[What needs to be done] Look for the word "DownloadOptions" in the data below, and copy every line that holds it.

[Working data]
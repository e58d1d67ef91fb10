//! The download → checksum → launch config pipeline.

use anyhow::{Context, Result};
use mcpdb_core::config::McpdbConfig;
use mcpdb_core::downloader::{self, DownloadOptions};
use mcpdb_core::{checksum, filename, launch_config};
use std::fs;
use std::path::PathBuf;

/// Everything the summary needs after a successful run.
#[derive(Debug, Clone)]
pub struct Outcome {
    pub db_path: PathBuf,
    pub config_path: PathBuf,
    pub sha256: String,
    /// Exactly what was written to `config_path`.
    pub json: String,
}

/// Downloads the database behind `url`, optionally verifies it, then writes
/// the launch config. The config is only written after a verified download.
pub fn run_pipeline(url: &str, expected_sha256: Option<&str>, cfg: &McpdbConfig) -> Result<Outcome> {
    tracing::info!("--- starting database download and config generation ---");
    let identifier = filename::identifier(&cfg.db_filename);
    tracing::info!("derived identifier: {}", identifier);

    let downloaded = downloader::download(url, &cfg.db_path(), &DownloadOptions::from(&cfg.http))
        .context("database download failed")?;

    let sha256 = match expected_sha256 {
        Some(expected) => checksum::verify(&downloaded.path, expected)?,
        None => checksum::sha256_path(&downloaded.path)?,
    };
    tracing::info!("database sha256: {}", sha256);

    let config_path = cfg.launch_config_path(&identifier);
    let json = launch_config::write(&downloaded.path, &config_path, &identifier, &cfg.server)
        .context("launch config generation failed")?;
    let config_path = fs::canonicalize(&config_path)
        .with_context(|| format!("failed to resolve {}", config_path.display()))?;

    tracing::info!("--- finished successfully ---");
    Ok(Outcome {
        db_path: downloaded.path,
        config_path,
        sha256,
        json,
    })
}
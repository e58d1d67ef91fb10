//! CLI for mcpdb.

mod run;
mod summary;

use anyhow::{bail, Result};
use clap::Parser;
use mcpdb_core::config::{self, McpdbConfig};
use mcpdb_core::{filename, logging};
use std::path::PathBuf;

pub use run::{run_pipeline, Outcome};
pub use summary::render_summary;

/// Download a database from a shareable link and generate a Claude Desktop MCP config.
#[derive(Debug, Parser)]
#[command(name = "mcpdb", version)]
#[command(
    about = "Download a database from a shareable link and generate a Claude Desktop MCP config",
    long_about = None
)]
pub struct Cli {
    /// Shareable link to the database file (sharing must be "Anyone with the link").
    pub url: String,

    /// Directory to download the database into (default from config: data).
    #[arg(long, value_name = "DIR")]
    pub data_dir: Option<PathBuf>,

    /// Filename for the downloaded database; its stem names the MCP server.
    #[arg(long, value_name = "NAME")]
    pub db_name: Option<String>,

    /// Directory to write the launch config into (default from config: output).
    #[arg(long, value_name = "DIR")]
    pub output_dir: Option<PathBuf>,

    /// Command the desktop client runs to start the MCP server.
    #[arg(long = "command", value_name = "CMD")]
    pub server_command: Option<String>,

    /// Expected SHA-256 of the database; the run fails on mismatch.
    #[arg(long, value_name = "HEX")]
    pub sha256: Option<String>,

    /// Log to ~/.local/state/mcpdb/mcpdb.log instead of stderr.
    #[arg(long)]
    pub log_file: bool,
}

impl Cli {
    pub fn run_from_args() -> Result<()> {
        let cli = Cli::parse();
        logging::init(cli.log_file);

        let mut cfg = config::load_or_init()?;
        tracing::debug!("loaded config: {:?}", cfg);
        cli.apply(&mut cfg)?;

        let outcome = run_pipeline(&cli.url, cli.sha256.as_deref(), &cfg)?;
        print!("{}", render_summary(&outcome));
        Ok(())
    }

    /// Overlay command-line flags on the file configuration.
    pub fn apply(&self, cfg: &mut McpdbConfig) -> Result<()> {
        if let Some(dir) = &self.data_dir {
            cfg.data_dir = dir.clone();
        }
        if let Some(dir) = &self.output_dir {
            cfg.output_dir = dir.clone();
        }
        if let Some(name) = &self.db_name {
            let clean = filename::sanitize(name);
            if clean.is_empty() {
                bail!("--db-name {:?} is not a usable filename", name);
            }
            if clean != *name {
                tracing::warn!("--db-name {:?} sanitized to {:?}", name, clean);
            }
            cfg.db_filename = clean;
        }
        if let Some(cmd) = &self.server_command {
            cfg.server.command = cmd.clone();
        }
        Ok(())
    }
}

#[cfg(test)]
mod tests;
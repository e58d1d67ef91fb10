//! Tests for argument parsing and config overrides.

use super::parse;
use crate::cli::Cli;
use clap::Parser;
use mcpdb_core::config::McpdbConfig;
use std::path::Path;

#[test]
fn cli_parse_url_only() {
    let cli = parse(&["mcpdb", "https://drive.google.com/file/d/ABC/view"]);
    assert_eq!(cli.url, "https://drive.google.com/file/d/ABC/view");
    assert!(cli.data_dir.is_none());
    assert!(cli.db_name.is_none());
    assert!(cli.output_dir.is_none());
    assert!(cli.server_command.is_none());
    assert!(cli.sha256.is_none());
    assert!(!cli.log_file);
}

#[test]
fn cli_parse_all_flags() {
    let cli = parse(&[
        "mcpdb",
        "https://example.com/x.db",
        "--data-dir",
        "/tmp/data",
        "--db-name",
        "sales.db",
        "--output-dir",
        "/tmp/out",
        "--command",
        "mcp-sqlite",
        "--sha256",
        "abcd",
        "--log-file",
    ]);
    assert_eq!(cli.data_dir.as_deref(), Some(Path::new("/tmp/data")));
    assert_eq!(cli.db_name.as_deref(), Some("sales.db"));
    assert_eq!(cli.output_dir.as_deref(), Some(Path::new("/tmp/out")));
    assert_eq!(cli.server_command.as_deref(), Some("mcp-sqlite"));
    assert_eq!(cli.sha256.as_deref(), Some("abcd"));
    assert!(cli.log_file);
}

#[test]
fn cli_requires_url() {
    assert!(Cli::try_parse_from(["mcpdb"]).is_err());
}

#[test]
fn cli_rejects_second_positional() {
    assert!(Cli::try_parse_from(["mcpdb", "https://a/x", "https://b/y"]).is_err());
}

#[test]
fn apply_overrides_config() {
    let cli = parse(&[
        "mcpdb",
        "https://example.com/x.db",
        "--data-dir",
        "dl",
        "--db-name",
        "sales.db",
        "--command",
        "mcp-sqlite",
    ]);
    let mut cfg = McpdbConfig::default();
    cli.apply(&mut cfg).unwrap();
    assert_eq!(cfg.db_path(), Path::new("dl").join("sales.db"));
    assert_eq!(cfg.output_dir, Path::new("output"));
    assert_eq!(cfg.server.command, "mcp-sqlite");
    assert_eq!(cfg.server.args, McpdbConfig::default().server.args);
}

#[test]
fn apply_sanitizes_db_name() {
    let cli = parse(&["mcpdb", "https://example.com/x.db", "--db-name", "../evil.db"]);
    let mut cfg = McpdbConfig::default();
    cli.apply(&mut cfg).unwrap();
    assert_eq!(cfg.db_filename, "evil.db");
}

#[test]
fn apply_rejects_unusable_db_name() {
    let cli = parse(&["mcpdb", "https://example.com/x.db", "--db-name", ".."]);
    let mut cfg = McpdbConfig::default();
    assert!(cli.apply(&mut cfg).is_err());
}
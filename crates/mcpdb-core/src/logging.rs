//! Logging init: stderr by default, or a file under the XDG state dir.

use anyhow::Result;
use std::fs;
use std::io;
use std::path::PathBuf;
use tracing_subscriber::fmt::writer::BoxMakeWriter;
use tracing_subscriber::fmt::MakeWriter;
use tracing_subscriber::EnvFilter;

const DEFAULT_FILTER: &str = "info,mcpdb=debug,mcpdb_core=debug";

/// Writer that is either a file or stderr (used when file clone fails).
enum FileOrStderr {
    File(std::fs::File),
    Stderr,
}

impl io::Write for FileOrStderr {
    fn write(&mut self, buf: &[u8]) -> io::Result<usize> {
        match self {
            FileOrStderr::File(f) => f.write(buf),
            FileOrStderr::Stderr => io::stderr().lock().write(buf),
        }
    }

    fn flush(&mut self) -> io::Result<()> {
        match self {
            FileOrStderr::File(f) => f.flush(),
            FileOrStderr::Stderr => io::stderr().lock().flush(),
        }
    }
}

fn env_filter() -> EnvFilter {
    EnvFilter::try_from_default_env().unwrap_or_else(|_| EnvFilter::new(DEFAULT_FILTER))
}

/// Path of the state log file: `~/.local/state/mcpdb/mcpdb.log`.
pub fn log_file_path() -> Result<PathBuf> {
    let xdg_dirs = xdg::BaseDirectories::with_prefix("mcpdb")?;
    Ok(xdg_dirs.get_state_home().join("mcpdb.log"))
}

/// Initialize structured logging to the state log file (append mode).
/// On failure (e.g. log dir unwritable), returns Err so the caller can fall back to stderr.
pub fn init_logging_file() -> Result<()> {
    let log_file_path = log_file_path()?;
    if let Some(dir) = log_file_path.parent() {
        fs::create_dir_all(dir)?;
    }

    let file = fs::OpenOptions::new()
        .create(true)
        .append(true)
        .open(&log_file_path)?;

    struct FileMakeWriter(std::fs::File);

    impl<'a> MakeWriter<'a> for FileMakeWriter {
        type Writer = FileOrStderr;

        fn make_writer(&'a self) -> Self::Writer {
            self.0
                .try_clone()
                .map(FileOrStderr::File)
                .unwrap_or(FileOrStderr::Stderr)
        }
    }

    let writer: BoxMakeWriter = BoxMakeWriter::new(FileMakeWriter(file));

    tracing_subscriber::fmt()
        .with_env_filter(env_filter())
        .with_writer(writer)
        .with_ansi(false)
        .try_init()
        .map_err(|e| anyhow::anyhow!("failed to install log subscriber: {}", e))?;

    tracing::info!("mcpdb logging initialized at {}", log_file_path.display());

    Ok(())
}

/// Initialize logging to stderr only (no file). Default for interactive runs,
/// and the fallback when `init_logging_file()` fails.
pub fn init_logging_stderr() {
    let _ = tracing_subscriber::fmt()
        .with_env_filter(env_filter())
        .with_writer(std::io::stderr)
        .with_ansi(false)
        .try_init();
}

/// Install the subscriber; `to_file` selects the state log file over stderr.
pub fn init(to_file: bool) {
    if !to_file {
        init_logging_stderr();
        return;
    }
    if let Err(e) = init_logging_file() {
        init_logging_stderr();
        tracing::warn!("file logging unavailable ({:#}); logging to stderr", e);
    }
}
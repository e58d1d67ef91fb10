mod cli;

use crate::cli::Cli;

fn main() {
    // Parse CLI, initialize logging, and run the download + config pipeline.
    if let Err(err) = Cli::run_from_args() {
        eprintln!("mcpdb error: {:#}", err);
        std::process::exit(1);
    }
}
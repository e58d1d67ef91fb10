//! CLI tests: argument parsing and the run pipeline.

use super::Cli;
use clap::Parser;

pub(super) fn parse(args: &[&str]) -> Cli {
    Cli::try_parse_from(args).unwrap()
}

mod args;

[Completed task]
use mcpdb_core::downloader::{self, DownloadOptions};
    let downloaded = downloader::download(url, &cfg.db_path(), &DownloadOptions::from(&cfg.http))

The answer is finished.